Fußball-Landesliga : Teutonia will sich mit einem Sieg Luft verschaffen

(uwo) Nach der unglücklichen Niederlage gegen Tabellenführer Cronenberger SC war die Enttäuschung bei Teutonia St. Tönis natürlich riesengroß. Denn trotz großem Kampf reichte es bekanntermaßen durch einen Treffer in der Nachspielzeit nicht zum verdienten Punkt.

Doch diese Niederlage ist Schnee von gestern. „Wir müssen nach vorne schauen und zusehen, dass wir weitere Punkte holen“, sagt Trainer Bekim Kastrati vor dem morgigen Auswärtsspiel bei der zuletzt zweimal in Folge siegreichen 2. Mannschaft des TSV Meerbusch. Anstoß am Windmühlenweg ist um 14.30 Uhr.

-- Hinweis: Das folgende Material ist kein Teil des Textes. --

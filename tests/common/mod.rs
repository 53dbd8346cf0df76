//! In-process fakes shared by the integration tests.
//!
//! `FakeParser` treats the input bytes as UTF-8 text. Inputs starting with
//! `CORRUPT` fail to parse, inputs starting with `PANIC` panic. `FakeOcr`
//! returns a fixed transcript. Both count their calls.

#![allow(dead_code)]

use async_trait::async_trait;
use ledgerdoc::pipeline::{EmbeddedMetadata, OcrEngine, OcrOutput, ParsedText, TextParser};
use ledgerdoc::{CachedExtractor, ExtractionPipeline, MemoryCacheStore, StageError};
use std::sync::atomic::{AtomicUsize, Ordering};
use std::sync::Arc;
use std::time::Duration;

pub struct FakeParser {
    pub calls: AtomicUsize,
    pub delay: Duration,
}

impl FakeParser {
    pub fn new() -> Arc<Self> {
        Self::with_delay(Duration::ZERO)
    }

    pub fn with_delay(delay: Duration) -> Arc<Self> {
        Arc::new(Self {
            calls: AtomicUsize::new(0),
            delay,
        })
    }

    pub fn calls(&self) -> usize {
        self.calls.load(Ordering::SeqCst)
    }
}

#[async_trait]
impl TextParser for FakeParser {
    fn name(&self) -> &str {
        "fake-parser"
    }

    async fn parse_text(&self, bytes: &[u8]) -> Result<ParsedText, StageError> {
        self.calls.fetch_add(1, Ordering::SeqCst);
        if !self.delay.is_zero() {
            tokio::time::sleep(self.delay).await;
        }
        if bytes.starts_with(b"PANIC") {
            panic!("parser exploded");
        }
        if bytes.starts_with(b"CORRUPT") {
            return Err(StageError::ParseFailed {
                detail: "broken xref table".into(),
            });
        }
        Ok(ParsedText {
            text: String::from_utf8_lossy(bytes).into_owned(),
            page_count: 1,
            metadata: EmbeddedMetadata {
                title: Some("Fake Ledger".into()),
                author: Some("Accounts".into()),
                page_count: Some(1),
            },
        })
    }
}

pub struct FakeOcr {
    pub calls: AtomicUsize,
    pub transcript: String,
}

impl FakeOcr {
    pub fn new(transcript: &str) -> Arc<Self> {
        Arc::new(Self {
            calls: AtomicUsize::new(0),
            transcript: transcript.to_string(),
        })
    }

    pub fn calls(&self) -> usize {
        self.calls.load(Ordering::SeqCst)
    }
}

#[async_trait]
impl OcrEngine for FakeOcr {
    fn name(&self) -> &str {
        "fake-ocr"
    }

    async fn is_available(&self) -> bool {
        true
    }

    async fn run_ocr(&self, _bytes: &[u8]) -> Result<OcrOutput, StageError> {
        self.calls.fetch_add(1, Ordering::SeqCst);
        Ok(OcrOutput {
            text: self.transcript.clone(),
            tables: Vec::new(),
            page_count: Some(1),
        })
    }
}

/// Text long enough to pass the standard-extraction threshold.
pub fn ledger_text() -> String {
    let mut text = String::from("General ledger for March 2024, prepared 2024-04-02.\n");
    text.push_str("Revenue grew 12.5% while operating costs held at $48,200.00.\n");
    text.push_str("Questions: finance@example.com\n\n");
    text.push_str("Account       Debit       Credit\n");
    text.push_str("Cash          1,200.00    0.00\n");
    text.push_str("Receivables   0.00        1,200.00\n");
    text.push_str("Inventory     350.00      0.00\n");
    text
}

pub fn memory_extractor(
    parser: Arc<FakeParser>,
    ocr: Option<Arc<FakeOcr>>,
) -> (Arc<MemoryCacheStore>, CachedExtractor) {
    let mut builder = ExtractionPipeline::builder().parser(parser);
    if let Some(ocr) = ocr {
        builder = builder.ocr(ocr);
    }
    let store = Arc::new(MemoryCacheStore::new());
    let extractor = CachedExtractor::new(Arc::new(builder.build()), store.clone());
    (store, extractor)
}
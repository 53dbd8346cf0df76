//! Standard text extraction: the document's own text layer.
//!
//! [`TextParser`] is the capability boundary for "parse these bytes into
//! text". [`PdfiumParser`] implements it with pdfium; tests substitute
//! in-process fakes.
//!
//! pdfium keeps thread-local state and blocks on CPU work, so every call
//! runs inside `tokio::task::spawn_blocking`.

use super::metadata::EmbeddedMetadata;
use crate::error::{ExtractError, StageError};
use async_trait::async_trait;
use pdfium_render::prelude::*;
use std::path::PathBuf;
use tracing::{debug, info};

/// Leading bytes of every PDF file.
pub const PDF_MAGIC: &[u8] = b"%PDF-";

/// PDFs may carry junk before the header; pdfium accepts it within this window.
const MAGIC_SEARCH_WINDOW: usize = 1024;

/// Output of standard extraction.
#[derive(Debug, Clone, Default, PartialEq, Eq)]
pub struct ParsedText {
    pub text: String,
    pub page_count: usize,
    pub metadata: EmbeddedMetadata,
}

/// Extracts the text layer of a document.
#[async_trait]
pub trait TextParser: Send + Sync {
    /// Short name used in logs.
    fn name(&self) -> &str;

    /// Whether `bytes` look like a document this parser understands.
    fn accepts(&self, _bytes: &[u8]) -> bool {
        true
    }

    /// Parse `bytes`; fails on corrupt or unsupported input.
    async fn parse_text(&self, bytes: &[u8]) -> Result<ParsedText, StageError>;

    /// Embedded metadata only. Used when the text came from OCR.
    async fn embedded_metadata(&self, bytes: &[u8]) -> Result<EmbeddedMetadata, StageError> {
        self.parse_text(bytes).await.map(|parsed| parsed.metadata)
    }
}

/// Whether `bytes` carry a PDF header near the start.
pub fn looks_like_pdf(bytes: &[u8]) -> bool {
    let window = &bytes[..bytes.len().min(MAGIC_SEARCH_WINDOW)];
    window.windows(PDF_MAGIC.len()).any(|w| w == PDF_MAGIC)
}

/// Bind to a pdfium library.
///
/// Search order: `PDFIUM_LIB_PATH`, the working directory, the system
/// library path.
pub fn bind_pdfium() -> Result<Pdfium, ExtractError> {
    let bindings = match std::env::var_os("PDFIUM_LIB_PATH") {
        Some(path) => Pdfium::bind_to_library(PathBuf::from(path)),
        None => Pdfium::bind_to_library(Pdfium::pdfium_platform_library_name_at_path("./"))
            .or_else(|_| Pdfium::bind_to_system_library()),
    };
    bindings
        .map(Pdfium::new)
        .map_err(|e| ExtractError::PdfiumBindingFailed(format!("{:?}", e)))
}

/// Load a PDF from memory, mapping pdfium errors to a stage error.
pub(crate) fn load_document<'a>(
    pdfium: &'a Pdfium,
    bytes: &'a [u8],
    password: Option<&'a str>,
) -> Result<PdfDocument<'a>, StageError> {
    pdfium.load_pdf_from_byte_slice(bytes, password).map_err(|e| {
        let detail = format!("{:?}", e);
        let detail = if detail.to_lowercase().contains("password") {
            match password {
                Some(_) => format!("wrong password ({})", detail),
                None => format!("password required ({})", detail),
            }
        } else {
            detail
        };
        StageError::ParseFailed { detail }
    })
}

/// [`TextParser`] backed by pdfium.
#[derive(Debug, Clone, Default)]
pub struct PdfiumParser {
    password: Option<String>,
}

impl PdfiumParser {
    pub fn new() -> Self {
        Self::default()
    }

    /// Open encrypted documents with `password`.
    pub fn with_password(password: impl Into<String>) -> Self {
        Self {
            password: Some(password.into()),
        }
    }

    /// Fail early if no pdfium library can be bound.
    pub fn check_binding() -> Result<(), ExtractError> {
        bind_pdfium().map(|_| ())
    }

    async fn run_blocking<T, F>(&self, bytes: &[u8], f: F) -> Result<T, StageError>
    where
        T: Send + 'static,
        F: FnOnce(&PdfDocument<'_>) -> Result<T, StageError> + Send + 'static,
    {
        if !looks_like_pdf(bytes) {
            return Err(StageError::ParseFailed {
                detail: "missing %PDF header".into(),
            });
        }
        let bytes = bytes.to_vec();
        let password = self.password.clone();

        tokio::task::spawn_blocking(move || {
            let pdfium = bind_pdfium().map_err(|e| StageError::ParseFailed {
                detail: e.to_string(),
            })?;
            let document = load_document(&pdfium, &bytes, password.as_deref())?;
            f(&document)
        })
        .await
        .map_err(|e| StageError::ParseFailed {
            detail: format!("parse task panicked: {}", e),
        })?
    }
}

#[async_trait]
impl TextParser for PdfiumParser {
    fn name(&self) -> &str {
        "pdfium"
    }

    fn accepts(&self, bytes: &[u8]) -> bool {
        looks_like_pdf(bytes)
    }

    async fn parse_text(&self, bytes: &[u8]) -> Result<ParsedText, StageError> {
        self.run_blocking(bytes, |document| {
            let pages = document.pages();
            let page_count = pages.len() as usize;
            info!("PDF loaded: {} pages", page_count);

            let mut texts = Vec::with_capacity(page_count);
            for (idx, page) in pages.iter().enumerate() {
                let text = page.text().map_err(|e| StageError::ParseFailed {
                    detail: format!("page {}: {:?}", idx + 1, e),
                })?;
                texts.push(text.all());
            }
            let text = texts.join("\n\n");
            debug!("Extracted {} chars of text", text.len());

            Ok(ParsedText {
                text,
                page_count,
                metadata: read_metadata(document),
            })
        })
        .await
    }

    async fn embedded_metadata(&self, bytes: &[u8]) -> Result<EmbeddedMetadata, StageError> {
        self.run_blocking(bytes, |document| Ok(read_metadata(document)))
            .await
    }
}

fn read_metadata(document: &PdfDocument<'_>) -> EmbeddedMetadata {
    let metadata = document.metadata();
    let get_meta = |tag: PdfDocumentMetadataTagType| -> Option<String> {
        metadata.get(tag).and_then(|t| {
            let v = t.value().trim().to_string();
            if v.is_empty() {
                None
            } else {
                Some(v)
            }
        })
    };

    EmbeddedMetadata {
        title: get_meta(PdfDocumentMetadataTagType::Title),
        author: get_meta(PdfDocumentMetadataTagType::Author),
        page_count: Some(document.pages().len() as usize),
    }
}
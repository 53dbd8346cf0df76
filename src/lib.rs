//! # ledgerdoc
//!
//! Cached, tenant-isolated extraction of text, tables, metadata and entities
//! from financial PDF documents.
//!
//! ## Why this crate?
//!
//! Ledgers, statements and reports get uploaded again and again: the same
//! March statement arrives through three integrations, a batch is retried,
//! a dashboard re-opens a document. Extraction is expensive (pdfium parsing,
//! and for scans a vision-model OCR call per page), so results are memoised
//! by a content fingerprint, per tenant, with a TTL. One tenant can never
//! observe another tenant's entries.
//!
//! ## Pipeline Overview
//!
//! ```text
//! bytes ─▶ fingerprint ─▶ cache lookup ──hit──▶ result
//!                              │
//!                             miss
//!                              ▼
//!          1. Text      standard extraction, OCR when asked or as fallback
//!          2. Clean     normalise whitespace and transcript noise
//!          3. Tables    structural detection, separator-scan fallback
//!          4. Metadata  embedded title/author + file facts
//!          5. Entities  dates, amounts, percentages, e-mails
//!                              │
//!                              ▼
//!                        cache store ─▶ result
//! ```
//!
//! ## Quick Start
//!
//! ```rust,no_run
//! use ledgerdoc::{
//!     CachedExtractOptions, CachedExtractor, DocumentInput, ExtractionPipeline,
//!     MemoryCacheStore,
//! };
//! use std::sync::Arc;
//!
//! #[tokio::main]
//! async fn main() -> Result<(), Box<dyn std::error::Error>> {
//!     let pipeline = Arc::new(ExtractionPipeline::builder().build());
//!     let extractor = CachedExtractor::new(pipeline, Arc::new(MemoryCacheStore::new()));
//!
//!     let doc = DocumentInput::from_path("statement.pdf").await?;
//!     let result = extractor
//!         .extract_cached(&doc, &CachedExtractOptions::for_tenant("acme"))
//!         .await?;
//!     println!("{} tables, {} entities", result.tables.len(), result.entities.len());
//!     Ok(())
//! }
//! ```
//!
//! ## Feature Flags
//!
//! | Feature | Default | Description |
//! |---------|---------|-------------|
//! | `cli`   | on      | Enables the `ledgerdoc` binary (clap + anyhow + tracing-subscriber + indicatif) |
//!
//! Disable `cli` when using only the library:
//! ```toml
//! ledgerdoc = { version = "0.1", default-features = false }
//! ```

// ── Modules ──────────────────────────────────────────────────────────────

pub mod batch;
pub mod cache;
pub mod config;
pub mod error;
pub mod extractor;
pub mod fingerprint;
pub mod output;
pub mod pipeline;
pub mod progress;
pub mod prompts;

// ── Re-exports ───────────────────────────────────────────────────────────

pub use batch::{BatchFile, BatchStatus, BatchTracker, FileStatus, FileTask, JobStatus};
pub use cache::{
    spawn_reclaimer, CacheEntry, CacheStats, CacheStore, DiskCacheStore, MemoryCacheStore,
};
pub use config::{
    BatchOptions, CacheConfig, CachedExtractOptions, ExtractionOptions, OcrConfig,
    OcrConfigBuilder, PipelineConfig, PipelineConfigBuilder, DEFAULT_TTL_SECS,
};
pub use error::{CacheError, ExtractError, StageError};
pub use extractor::CachedExtractor;
pub use fingerprint::{fingerprint, Fingerprint, FingerprintContext};
pub use output::{DocumentMetadata, Entity, EntityKind, ExtractionResult, Table, TextSource};
pub use pipeline::{DocumentInput, ExtractionPipeline, ExtractionPipelineBuilder};
pub use progress::{BatchProgressCallback, NoopProgressCallback, ProgressCallback};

Für Teutonia St. Tönis geht es weiterhin darum, die Konkurrenz auf Abstand zu halten oder möglichst den Vorsprung auf die Abstiegszone auszubauen. Bei 21 Punkten beträgt der Vorsprung auf die gefährdete Zone gerade einmal vier Punkte. Der größere Druck dürfte allerdings beim TSV liegen, der mit 17 Punkten noch nötiger auf Punkte angewiesen ist. Nicht nur deshalb erwartet Kastrati einen schwer zu bespielenden Gegner: „Man weis ja auch nie, ob jemand von der 1. Mannschaft herunter kommt. Dazu kommt der kleine Platz.“

Die Trainingswoche gestaltete sich für Kastrati uns sein Team nicht so einfach. Krankheitsbedingte und verletzungsbedingte Ausfälle machten einen Strich durch die Trainingspläne. Trotzdem sieht der ehemalige Profi seine Mannschaft gut vorbereitet: „Die Mannschaft ist gut drauf. Wir werden auf jeden Fall versuchen, die drei Punkte mitzunehmen um aus dem Schlamassel heraus zu kommen. Denn mit einem Sieg bist Du erst mal unten raus. Und bei einer Niederlage hängst Du voll im Abstiegskampf. Das wollen wir vermeiden. Ich bin aber zuversichtlich. Meine Mannschaft hat eine tolle Mentalität.“ Verzichten muss Kastrati auf den beständigen Kai König, der aus beruflichen Gründen zwei Wochen nicht zur Verfügung steht. Sorgen bereitet Jan Siebe, der in der Defensive ebenso unverzichtbar ist wie König. Dazu steht Stefano Borges in den kommenden drei bis vier Wochen nicht zur Verfügung. Hiroya Takamatsu, der in den letzten Wochen zu den Leistungsträgern gehörte, ist bereits zurück in seiner japanischen Heimat.